**TASK TO CARRY OUT**. In the entries below, filter for the word "handles" and copy every matching line.

**EXTRACTED DATA**.
//! The read seam shared by the mutable and the sealed automaton.
//!
//! The consistency checker and the rebuild engine only *read* automata, but
//! they must run both during the build phase (on a [`CfaBuilder`]) and on
//! sealed results (a [`Cfa`]). [`CfaStore`] is the trait they program
//! against; both phases implement it.
//!
//! [`CfaBuilder`]: crate::CfaBuilder
//! [`Cfa`]: crate::Cfa

use crate::{
    cfa::{
        ast::Declaration,
        edge::CfaEdge,
        function::{FunctionId, FunctionSignature},
        node::CfaNode,
        MachineModel,
    },
    utils::graph::{EdgeId, NodeId},
};

/// Read access to an automaton, mutable or sealed.
///
/// Stale handles yield `None` rather than erroring; iteration covers live
/// arena slots in ascending index order, which keeps every algorithm in the
/// crate deterministic.
pub trait CfaStore {
    /// Returns the machine model this automaton targets.
    fn machine(&self) -> MachineModel;

    /// Returns the node behind a handle, or `None` if it was removed.
    fn node(&self, id: NodeId) -> Option<&CfaNode>;

    /// Returns the edge behind a handle, or `None` if it was removed.
    fn edge(&self, id: EdgeId) -> Option<&CfaEdge>;

    /// Returns an exclusive upper bound on raw node indices, for sizing
    /// side tables.
    fn node_bound(&self) -> usize;

    /// Returns an iterator over all live node handles.
    fn node_ids(&self) -> impl Iterator<Item = NodeId>;

    /// Returns an iterator over all live edge handles.
    fn edge_ids(&self) -> impl Iterator<Item = EdgeId>;

    /// Returns an iterator over all live function handles.
    fn function_ids(&self) -> impl Iterator<Item = FunctionId>;

    /// Returns the entry node of a function, if the handle is live.
    fn function_entry(&self, function: FunctionId) -> Option<NodeId>;

    /// Returns the exit node of a function, if the handle is live.
    fn function_exit(&self, function: FunctionId) -> Option<NodeId>;

    /// Returns the signature of a function, if the handle is live.
    fn function_signature(&self, function: FunctionId) -> Option<&FunctionSignature>;

    /// Looks up a function by name.
    fn function_by_name(&self, name: &str) -> Option<FunctionId>;

    /// Returns the designated entry function, if one was set.
    fn entry_function(&self) -> Option<FunctionId>;

    /// Returns the global-declaration pairs delivered by the front end.
    fn globals(&self) -> &[(Declaration, String)];

    /// Returns the source file list delivered by the front end.
    fn files(&self) -> &[String];
}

**EXERCISE SOLUTION**.
/// Stale handles yield `None` rather than erroring; iteration covers live
    /// Returns an iterator over all live node handles.
    /// Returns an iterator over all live edge handles.
    /// Returns an iterator over all live function handles.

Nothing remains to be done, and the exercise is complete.